Technology Licensing under Japanese Antitrust Law

By Newberg, Joshua A. | Law and Policy in International Business, Summer 2001 | Go to article overview

Technology Licensing under Japanese Antitrust Law


Newberg, Joshua A., Law and Policy in International Business


I. INTRODUCTION

Japanese antitrust law is a matter of remarkably keen interest in the United States. It has been a subject of Presidential summit meetings, (1) Congressional hearings, (2) official reports, (3) and considerable commentary. (4) On balance, this public discussion has been critical. Journalists, academics, and public officials frequently disparage Japan's competition law regime as weak, ineffectual, halfhearted and otherwise inadequate when measured against the standards set by its U.S. counterpart. (5) Specifically, critics fault Japanese antitrust for, among other things, inadequate sanctions, (6) ineffective private remedies, (7) insufficient enforcement, (8) discounting the interests of foreign firms, (9) and allowing Japanese companies to maintain private exclusionary practices that are thought to insulate Japanese markets from vigorous competition. (10) So serious are its concerns regarding Japanese antitrust, the U.S. government has officially identified the "weakness" of Japan's competition policy as a significant trade barrier (11) and exerted considerable pressure on Japan to remake their antitrust law and enforcement regime to resemble more closely that of the United States. (12)

Against this contentious backdrop, the Japan Fair Trade Commission (13) (JFTC) recently issued its first major policy statement on antitrust enforcement concerning technology licensing in a decade, the Guidelines for Patent and Know-how Licensing Agreements Under the Antimonopoly Act ("new Guidelines" or "1999 Guidelines"). (14) Because of the nature of the Japanese legal system, the issuance of new enforcement guidelines can be an event of some consequence. In Japan, where there is very little private antitrust litigation (15) and no state enforcement, (16) the JFTC institutes the overwhelming majority of Japanese antitrust cases. With an effective monopoly on enforcement in a legal system that generates very few court cases applying antitrust rules, (17) the Commission's enforcement guidelines play a central role in both interpreting the law and signaling its likely direction. (18) The new licensing Guidelines are also noteworthy because they address an area of economic activity--technology licensing--that has received relatively little attention in the ongoing U.S. debate over Japanese antitrust. (19) Moreover, the new Guidelines appear at a time of growing international recognition of the importance of intellectual property in national economies and international trade. (20)

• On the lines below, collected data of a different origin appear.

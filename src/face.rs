//! The face pattern table.
//!
//! A face coloring is keyed by its face id: the nine cell colors read as a
//! base-6 number, giving 6^9 = 10,077,696 possible arrangements. The table
//! maps every face id to a small pattern id shared by all arrangements
//! reachable from each other through the face's eight dihedral symmetries
//! and any relabeling of the six colors. Ids 0..16 are the perfect
//! patterns: all six colors present, none more than twice, and no two
//! same-color cells touching on a side or a diagonal.

use indicatif::{ProgressBar, ProgressStyle};

use crate::cube::{Connectedness, FACE_DIAGONAL_PAIRS, FACE_SIDE_PAIRS, COLORS};

/// Every possible arrangement of six colors on nine cells.
pub const FACE_ARRANGEMENTS: usize = 10_077_696;

/// Pattern ids below this value are perfect.
pub const PERFECT_PATTERNS: u16 = 16;

/// Sentinel for table entries not yet assigned during construction.
const UNSET: u16 = 32767;

/// The eight symmetries of a 3x3 face: cell i of the transformed face takes
/// the color of cell SYMMETRIES[s][i] of the original.
const SYMMETRIES: [[usize; 9]; 8] = [
    [0, 1, 2, 3, 4, 5, 6, 7, 8], // original face
    [2, 5, 8, 1, 4, 7, 0, 3, 6], // rotated 90 degrees counter-clockwise
    [8, 7, 6, 5, 4, 3, 2, 1, 0], // rotated 180 degrees
    [6, 3, 0, 7, 4, 1, 8, 5, 2], // rotated 90 degrees clockwise
    [2, 1, 0, 5, 4, 3, 8, 7, 6], // flipped
    [8, 5, 2, 7, 4, 1, 6, 3, 0], // flipped, rotated 90 degrees clockwise
    [6, 7, 8, 3, 4, 5, 0, 1, 2], // flipped, rotated 180 degrees
    [0, 3, 6, 1, 4, 7, 2, 5, 8], // flipped, rotated 90 degrees counter-clockwise
];

/// Decodes a face id into its nine cell colors, cell 0 first.
pub fn decode_face(mut face_id: usize) -> [u8; 9] {
    let mut cells = [0u8; 9];
    for cell in &mut cells {
        *cell = (face_id % COLORS) as u8;
        face_id /= COLORS;
    }
    cells
}

/// Counts the distinct colors on a face and the highest count of any one
/// color.
pub fn face_color_counts(cells: &[u8; 9]) -> (u8, u8) {
    let mut counts = [0u8; COLORS];
    let mut distinct = 0;
    let mut max_instances = 0;
    for &cell in cells {
        let count = &mut counts[cell as usize];
        if *count == 0 {
            distinct += 1;
        }
        *count += 1;
        max_instances = max_instances.max(*count);
    }
    (distinct, max_instances)
}

/// Classifies a single face by its worst same-color adjacency. Only the
/// first three `Connectedness` levels apply to a lone face.
pub fn face_connectedness(cells: &[u8; 9]) -> Connectedness {
    for &[a, b] in &FACE_SIDE_PAIRS {
        if cells[a as usize] == cells[b as usize] {
            return Connectedness::SidesTouching;
        }
    }
    for &[a, b] in &FACE_DIAGONAL_PAIRS {
        if cells[a as usize] == cells[b as usize] {
            return Connectedness::CornersTouching;
        }
    }
    Connectedness::NothingTouching
}

/// Whether a pattern id marks a perfect face pattern.
#[inline(always)]
pub fn is_perfect(pattern: u16) -> bool {
    pattern < PERFECT_PATTERNS
}

/// Calls `apply` with every permutation of the six colors.
fn for_each_relabeling(relabel: &mut [u8; COLORS], position: usize, apply: &mut impl FnMut(&[u8; COLORS])) {
    if position == COLORS - 1 {
        apply(relabel);
        return;
    }
    for choice in position..COLORS {
        relabel.swap(position, choice);
        for_each_relabeling(relabel, position + 1, apply);
        relabel.swap(position, choice);
    }
}

/// The pattern id for every possible face arrangement.
pub struct FaceTable {
    ids: Vec<u16>,
}

impl FaceTable {
    /// Builds the table from scratch.
    ///
    /// Scans face ids in ascending order; the first id of each orbit under
    /// (dihedral symmetry x color relabeling) gets the next fresh pattern
    /// id (perfect ids count up from 0, regular ids from 16), and the
    /// whole orbit is stamped with it before the scan moves on. The scan
    /// order makes the table deterministic regardless of how the orbit
    /// itself is walked.
    pub fn build() -> Self {
        let mut ids = vec![UNSET; FACE_ARRANGEMENTS];
        let mut next_perfect = 0u16;
        let mut next_regular = PERFECT_PATTERNS;

        let progress = ProgressBar::new(FACE_ARRANGEMENTS as u64);
        progress.set_style(
            ProgressStyle::with_template("{elapsed_precise} {wide_bar} {pos} / {len} face ids")
                .unwrap(),
        );

        for face_id in 0..FACE_ARRANGEMENTS {
            if face_id & 0xFFFF == 0 {
                progress.set_position(face_id as u64);
            }
            if ids[face_id] != UNSET {
                continue;
            }

            let cells = decode_face(face_id);
            let (distinct, max_instances) = face_color_counts(&cells);
            let connectedness = face_connectedness(&cells);

            let pattern = if distinct as usize == COLORS
                && max_instances == 2
                && connectedness == Connectedness::NothingTouching
            {
                let pattern = next_perfect;
                next_perfect += 1;
                pattern
            } else {
                let pattern = next_regular;
                next_regular += 1;
                pattern
            };

            for symmetry in &SYMMETRIES {
                let moved: [u8; 9] = std::array::from_fn(|cell| cells[symmetry[cell]]);
                let mut relabel: [u8; COLORS] = std::array::from_fn(|color| color as u8);
                for_each_relabeling(&mut relabel, 0, &mut |relabel| {
                    let mut transformed = 0usize;
                    for cell in (0..9).rev() {
                        transformed = transformed * COLORS + relabel[moved[cell] as usize] as usize;
                    }
                    if ids[transformed] == UNSET {
                        ids[transformed] = pattern;
                    }
                });
            }
        }
        progress.finish_and_clear();

        assert_eq!(
            next_perfect, PERFECT_PATTERNS,
            "expected exactly 16 perfect face patterns"
        );
        assert!(
            ids.iter().all(|&id| id != UNSET),
            "every face arrangement belongs to an orbit"
        );

        Self { ids }
    }

    /// Wraps a previously built id vector (from the cache or a test).
    pub(crate) fn from_ids(ids: Vec<u16>) -> Self {
        assert_eq!(ids.len(), FACE_ARRANGEMENTS);
        Self { ids }
    }

    /// The pattern id of a face arrangement.
    #[inline(always)]
    pub fn pattern_id(&self, face_id: usize) -> u16 {
        self.ids[face_id]
    }

    /// The raw id vector, for the cache writer.
    pub(crate) fn ids(&self) -> &[u16] {
        &self.ids
    }
}
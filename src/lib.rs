//! Perfectly Scrambled Cube Searcher Library
//!
//! Provides the core search functionality for enumerating perfectly
//! scrambled colorings of a 3x3x3 Rubik's cube: physically reachable
//! states where every face shows all six colors and no two same-colored
//! stickers touch on a side or a diagonal of any face.

pub mod corners;
pub mod cube;
pub mod edges;
pub mod face;
pub mod persistence;
pub mod solutions;
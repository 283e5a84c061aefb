use crate::error::BlobError;

/// Metadata for a stored blob.
#[derive(Debug, Clone, PartialEq, Eq)]
pub struct BlobMeta {
    pub key: String,
    pub size: u64,
}

/// BlobStore provides storage for binary large objects (uploaded santri
/// photos, blog cover images, carousel media).
///
/// Keys are path-like strings: `blogs/abc123/1730000000-cover.png`. The
/// default implementation ([`crate::FileStore`]) maps keys to local
/// filesystem paths; an S3/OSS backend can be swapped in by implementing
/// this trait.
pub trait BlobStore: Send + Sync {
    /// Store a blob. Overwrites if the key already exists.
    fn put(&self, key: &str, data: &[u8]) -> Result<(), BlobError>;

    /// Retrieve a blob. Returns None if the key does not exist.
    fn get(&self, key: &str) -> Result<Option<Vec<u8>>, BlobError>;

    /// Delete a blob. No-op if the key does not exist.
    fn delete(&self, key: &str) -> Result<(), BlobError>;

    /// Check whether a blob exists.
    fn exists(&self, key: &str) -> Result<bool, BlobError>;

    /// List blobs matching a key prefix. Returns metadata sorted by key.
    fn list(&self, prefix: &str) -> Result<Vec<BlobMeta>, BlobError>;
}
use axum::extract::{Path, Query, Request, State};
use axum::routing::{get, post};
use axum::{Extension, Json, Router};
use serde::Deserialize;

use pondok_core::{Claims, ListParams, ListPlan, ServiceError};

use crate::service::blog::{BLOG_SORTS, BlogFilters, BlogInput};

use super::{AppState, DeleteQuery, admin, list_json, ok_json, ok_msg, parse_input, upload};

pub(crate) fn routes() -> Router<AppState> {
    Router::new()
        .route("/", get(list).post(create))
        .route("/stats", get(stats))
        .route("/{slug}", get(read).patch(update).delete(remove))
        .route("/{slug}/restore", post(restore))
}

#[derive(Debug, Deserialize)]
struct BlogListQuery {
    #[serde(flatten)]
    list: ListParams,

    #[serde(default)]
    category: Option<String>,

    #[serde(default)]
    tag: Option<String>,

    #[serde(default)]
    author_id: Option<String>,
}

async fn list(
    State(svc): State<AppState>,
    Query(q): Query<BlogListQuery>,
) -> Result<Json<serde_json::Value>, ServiceError> {
    let plan = ListPlan::build(&q.list, BLOG_SORTS);
    let filters = BlogFilters {
        category: q.category.clone(),
        tag: q.tag.clone(),
        author_id: q.author_id.clone(),
    };
    let result = svc.list_blogs(&plan, &filters)?;
    let echo = serde_json::json!({
        "search": plan.search,
        "sortBy": plan.sort_label(BLOG_SORTS),
        "category": q.category,
        "tag": q.tag,
        "authorId": q.author_id,
        "includeDeleted": plan.include_deleted,
    });
    Ok(list_json(result, echo))
}

async fn stats(State(svc): State<AppState>) -> Result<Json<serde_json::Value>, ServiceError> {
    Ok(ok_json(svc.blog_stats()?))
}

/// Public read: resolves the slug and counts the view.
async fn read(
    State(svc): State<AppState>,
    Path(slug): Path<String>,
) -> Result<Json<serde_json::Value>, ServiceError> {
    Ok(ok_json(svc.read_blog(&slug)?))
}

async fn create(
    State(svc): State<AppState>,
    claims: Option<Extension<Claims>>,
    req: Request,
) -> Result<Json<serde_json::Value>, ServiceError> {
    admin(&claims)?;
    let (mut body, file) = upload::read_payload(req).await?;
    if let Some(file) = file {
        let url = svc.store_image("blogs", None, &file)?;
        body["image_url"] = serde_json::json!(url);
    }
    let input: BlogInput = parse_input(body)?;
    Ok(ok_json(svc.create_blog(input)?))
}

async fn update(
    State(svc): State<AppState>,
    claims: Option<Extension<Claims>>,
    Path(slug): Path<String>,
    req: Request,
) -> Result<Json<serde_json::Value>, ServiceError> {
    admin(&claims)?;
    let (mut patch, file) = upload::read_payload(req).await?;
    if let Some(file) = file {
        let url = svc.store_image("blogs", Some(&slug), &file)?;
        patch["image_url"] = serde_json::json!(url);
    }
    Ok(ok_json(svc.update_blog(&slug, patch)?))
}

async fn remove(
    State(svc): State<AppState>,
    claims: Option<Extension<Claims>>,
    Path(slug): Path<String>,
    Query(q): Query<DeleteQuery>,
) -> Result<Json<serde_json::Value>, ServiceError> {
    admin(&claims)?;
    if q.is_force() {
        let doc = svc.purge_record("blogs", "slug", &slug)?;
        return Ok(ok_msg(doc, "blog permanently deleted"));
    }
    let doc = svc.soft_delete_record("blogs", "slug", &slug)?;
    Ok(ok_msg(doc, "blog moved to trash"))
}

async fn restore(
    State(svc): State<AppState>,
    claims: Option<Extension<Claims>>,
    Path(slug): Path<String>,
) -> Result<Json<serde_json::Value>, ServiceError> {
    admin(&claims)?;
    let doc = svc.restore_record("blogs", "slug", &slug)?;
    Ok(ok_msg(doc, "blog restored"))
}
use serde::{Deserialize, Serialize};

/// A scheduled activity, optionally bound to a class.
///
/// `start_at`/`end_at` are RFC 3339 UTC instants; the service validates
/// `start_at < end_at` on create and update.
#[derive(Debug, Clone, Serialize, Deserialize, PartialEq)]
pub struct Schedule {
    pub id: String,

    pub name: String,

    #[serde(default, skip_serializing_if = "Option::is_none")]
    pub description: Option<String>,

    #[serde(default, skip_serializing_if = "Option::is_none")]
    pub class_id: Option<String>,

    pub start_at: String,

    pub end_at: String,

    pub created_at: String,

    pub updated_at: String,

    #[serde(default)]
    pub deleted_at: Option<String>,
}
use chrono::{DateTime, Duration, NaiveDate, Utc};
use serde::{Deserialize, Serialize};

use pondok_core::{ListPlan, ListResult, ServiceError, new_id, now_rfc3339};
use pondok_sql::Value;

use crate::model::Schedule;

use super::query::ListSpec;
use super::PesantrenService;

pub const SCHEDULE_SORTS: &[(&str, &'static str, bool)] = &[
    ("newest", "created_at", false),
    ("oldest", "created_at", true),
    ("start_time", "start_at", true),
    ("end_time", "end_at", true),
    ("name_asc", "name", true),
];

const SCHEDULE_SEARCH: &[&str] = &["name", "description"];
const SCHEDULE_PROTECTED: &[&str] = &["id", "created_at", "deleted_at"];

#[derive(Debug, Clone, Default, Deserialize)]
pub struct ScheduleInput {
    pub name: Option<String>,
    pub description: Option<String>,
    pub class_id: Option<String>,
    pub start_at: Option<String>,
    pub end_at: Option<String>,
}

#[derive(Debug, Clone, Default)]
pub struct ScheduleFilters {
    pub class_id: Option<String>,
    /// Calendar date (YYYY-MM-DD, UTC) restricting results to one day.
    pub date: Option<String>,
}

#[derive(Debug, Clone, Serialize)]
pub struct ScheduleStats {
    pub total: i64,
    pub active: i64,
    pub inactive: i64,
    pub today: i64,
    pub upcoming: i64,
}

fn schedule_indexes(s: &Schedule) -> Vec<(&'static str, Value)> {
    vec![
        ("name", Value::text(&s.name)),
        ("description", Value::opt_text(s.description.as_deref())),
        ("class_id", Value::opt_text(s.class_id.as_deref())),
        ("start_at", Value::text(&s.start_at)),
        ("end_at", Value::text(&s.end_at)),
        ("created_at", Value::text(&s.created_at)),
        ("updated_at", Value::text(&s.updated_at)),
        ("deleted_at", Value::opt_text(s.deleted_at.as_deref())),
    ]
}

/// Parse an RFC 3339 instant and re-render it in UTC. Stored instants are
/// all `+00:00` strings, so lexicographic comparison in SQL matches time
/// order regardless of the offset the client sent.
fn normalize_instant(field: &str, raw: &str) -> Result<String, ServiceError> {
    DateTime::parse_from_rfc3339(raw.trim())
        .map(|dt| dt.with_timezone(&Utc).to_rfc3339())
        .map_err(|_| {
            ServiceError::Validation(format!("field '{}' is not an RFC 3339 instant", field))
        })
}

fn validate_window(start: &str, end: &str) -> Result<(), ServiceError> {
    if start >= end {
        return Err(ServiceError::Validation(
            "start_at must be before end_at".into(),
        ));
    }
    Ok(())
}

fn day_bounds(date: &str) -> Result<(String, String), ServiceError> {
    let day = NaiveDate::parse_from_str(date.trim(), "%Y-%m-%d")
        .map_err(|_| ServiceError::Validation(format!("invalid date filter: {:?}", date)))?;
    let start = day
        .and_hms_opt(0, 0, 0)
        .ok_or_else(|| ServiceError::Validation(format!("invalid date filter: {:?}", date)))?
        .and_utc();
    let end = start + Duration::days(1);
    Ok((start.to_rfc3339(), end.to_rfc3339()))
}

impl PesantrenService {
    pub fn create_schedule(&self, input: ScheduleInput) -> Result<Schedule, ServiceError> {
        let name = Self::required("name", input.name.as_deref())?;
        let start_at = normalize_instant(
            "start_at",
            &Self::required("start_at", input.start_at.as_deref())?,
        )?;
        let end_at = normalize_instant(
            "end_at",
            &Self::required("end_at", input.end_at.as_deref())?,
        )?;
        validate_window(&start_at, &end_at)?;

        if let Some(class_id) = input.class_id.as_deref() {
            self.get_class(class_id).map_err(|e| match e {
                ServiceError::NotFound(_) => {
                    ServiceError::Validation(format!("class {} does not exist", class_id))
                }
                other => other,
            })?;
        }

        let now = now_rfc3339();
        let schedule = Schedule {
            id: new_id(),
            name,
            description: input.description,
            class_id: input.class_id,
            start_at,
            end_at,
            created_at: now.clone(),
            updated_at: now,
            deleted_at: None,
        };
        self.insert_record(
            "schedules",
            &schedule.id,
            &schedule,
            &schedule_indexes(&schedule),
        )?;
        Ok(schedule)
    }

    pub fn get_schedule(&self, id: &str) -> Result<Schedule, ServiceError> {
        self.get_record("schedules", "id", id)
    }

    pub fn update_schedule(
        &self,
        id: &str,
        mut patch: serde_json::Value,
    ) -> Result<Schedule, ServiceError> {
        for field in ["start_at", "end_at"] {
            if let Some(raw) = patch.get(field).and_then(|v| v.as_str()) {
                patch[field] = serde_json::json!(normalize_instant(field, raw)?);
            }
        }
        let current: Schedule = self.get_record("schedules", "id", id)?;
        let updated: Schedule = Self::apply_patch(&current, patch, SCHEDULE_PROTECTED)?;
        validate_window(&updated.start_at, &updated.end_at)?;
        self.update_record(
            "schedules",
            "id",
            id,
            &updated,
            &schedule_indexes(&updated),
        )?;
        Ok(updated)
    }

    pub fn list_schedules(
        &self,
        plan: &ListPlan,
        filters: &ScheduleFilters,
    ) -> Result<ListResult<Schedule>, ServiceError> {
        let mut spec = ListSpec::new("schedules", SCHEDULE_SEARCH);
        if let Some(class_id) = filters.class_id.as_deref() {
            spec.eq.push(("class_id", Value::text(class_id)));
        }
        if let Some(date) = filters.date.as_deref() {
            let (day_start, day_end) = day_bounds(date)?;
            spec.raw.push(("start_at >= ?", Value::Text(day_start)));
            spec.raw.push(("start_at < ?", Value::Text(day_end)));
        }
        self.run_list(&spec, plan)
    }

    pub fn schedule_stats(&self) -> Result<ScheduleStats, ServiceError> {
        let now = Utc::now();
        let today = now.date_naive().format("%Y-%m-%d").to_string();
        let (day_start, day_end) = day_bounds(&today)?;
        let live = "deleted_at IS NULL";

        Ok(ScheduleStats {
            total: self.count_where("schedules", &[], &[])?,
            active: self.count_where("schedules", &[live], &[])?,
            inactive: self.count_where("schedules", &["deleted_at IS NOT NULL"], &[])?,
            today: self.count_where(
                "schedules",
                &[live, "start_at >= ?", "start_at < ?"],
                &[Value::Text(day_start), Value::Text(day_end)],
            )?,
            upcoming: self.count_where(
                "schedules",
                &[live, "start_at >= ?"],
                &[Value::Text(now.to_rfc3339())],
            )?,
        })
    }
}

#[cfg(test)]
mod tests {
    use super::*;
    use crate::service::test_support::service;
    use pondok_core::ListParams;

    fn event(name: &str, start: &str, end: &str) -> ScheduleInput {
        ScheduleInput {
            name: Some(name.into()),
            start_at: Some(start.into()),
            end_at: Some(end.into()),
            ..Default::default()
        }
    }

    fn plan() -> ListPlan {
        ListPlan::build(&ListParams::default(), SCHEDULE_SORTS)
    }

    #[test]
    fn window_must_be_forward() {
        let (_dir, svc) = service();
        let backwards = event(
            "Kajian",
            "2025-10-01T10:00:00+00:00",
            "2025-10-01T08:00:00+00:00",
        );
        assert!(matches!(
            svc.create_schedule(backwards),
            Err(ServiceError::Validation(_))
        ));

        let empty = event(
            "Kajian",
            "2025-10-01T08:00:00+00:00",
            "2025-10-01T08:00:00+00:00",
        );
        assert!(matches!(
            svc.create_schedule(empty),
            Err(ServiceError::Validation(_))
        ));
    }

    #[test]
    fn instants_normalize_to_utc() {
        let (_dir, svc) = service();
        let s = svc
            .create_schedule(event(
                "Kajian",
                "2025-10-01T15:00:00+07:00",
                "2025-10-01T17:00:00+07:00",
            ))
            .unwrap();
        assert_eq!(s.start_at, "2025-10-01T08:00:00+00:00");
        assert_eq!(s.end_at, "2025-10-01T10:00:00+00:00");
    }

    #[test]
    fn malformed_instant_is_rejected() {
        let (_dir, svc) = service();
        let bad = event("Kajian", "tomorrow", "2025-10-01T10:00:00+00:00");
        assert!(matches!(
            svc.create_schedule(bad),
            Err(ServiceError::Validation(_))
        ));
    }

    #[test]
    fn date_filter_selects_one_day() {
        let (_dir, svc) = service();
        svc.create_schedule(event(
            "Senin",
            "2025-10-06T01:00:00+00:00",
            "2025-10-06T02:00:00+00:00",
        ))
        .unwrap();
        svc.create_schedule(event(
            "Selasa",
            "2025-10-07T01:00:00+00:00",
            "2025-10-07T02:00:00+00:00",
        ))
        .unwrap();

        let filters = ScheduleFilters {
            date: Some("2025-10-06".into()),
            ..Default::default()
        };
        let found = svc.list_schedules(&plan(), &filters).unwrap();
        assert_eq!(found.total, 1);
        assert_eq!(found.items[0].name, "Senin");

        let filters = ScheduleFilters {
            date: Some("06-10-2025".into()),
            ..Default::default()
        };
        assert!(matches!(
            svc.list_schedules(&plan(), &filters),
            Err(ServiceError::Validation(_))
        ));
    }

    #[test]
    fn patch_revalidates_window() {
        let (_dir, svc) = service();
        let s = svc
            .create_schedule(event(
                "Kajian",
                "2025-10-01T08:00:00+00:00",
                "2025-10-01T10:00:00+00:00",
            ))
            .unwrap();

        assert!(matches!(
            svc.update_schedule(&s.id, serde_json::json!({"end_at": "2025-10-01T07:00:00+00:00"})),
            Err(ServiceError::Validation(_))
        ));

        let moved = svc
            .update_schedule(&s.id, serde_json::json!({"end_at": "2025-10-01T18:00:00+07:00"}))
            .unwrap();
        assert_eq!(moved.end_at, "2025-10-01T11:00:00+00:00");
    }

    #[test]
    fn class_reference_is_checked() {
        let (_dir, svc) = service();
        let mut bad = event(
            "Kajian",
            "2025-10-01T08:00:00+00:00",
            "2025-10-01T10:00:00+00:00",
        );
        bad.class_id = Some("missing".into());
        assert!(matches!(
            svc.create_schedule(bad),
            Err(ServiceError::Validation(_))
        ));
    }
}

This Article offers a critical examination of Japanese technology licensing antitrust law and enforcement policy. What emerges from this study is a complex picture of law and enforcement policy that is consistent with some aspects of the familiar critique of Japanese antitrust, but quite inconsistent with others. The principal conclusions of the paper are as follows: First, Japanese technology licensing antitrust policy is a work in progress that has undergone substantial change and development since its emergence in the late 1960s. Over the last thirty years it has evolved significantly: (a) away from overtly favoring licensees over licensors and toward greater neutrality; (b) away from favoring Japanese firms over foreign firms and, again, toward greater neutrality; and (c) away from summary condemnation of licensing restraints, and toward case-by-case analysis of competitive effects. Second, although there are differences between current U.S. and Japanese competition law, the new JFTC licensing Guidelines articulate an approach to technology licensing that is fundamentally consistent with that of the U.S. antitrust enforcement agencies. Third, perhaps the most enduring doctrinal contrast between Japanese and U.S. technology licensing antitrust lies in their differing approaches to asymmetries of bargaining power in licensing relationships. While U.S. antitrust is by no means indifferent to such concerns, the willingness to use antitrust law as a means of compensating for asymmetries of bargaining power in licensing transactions is a significantly more prominent aspect of Japanese competition law and enforcement policy. …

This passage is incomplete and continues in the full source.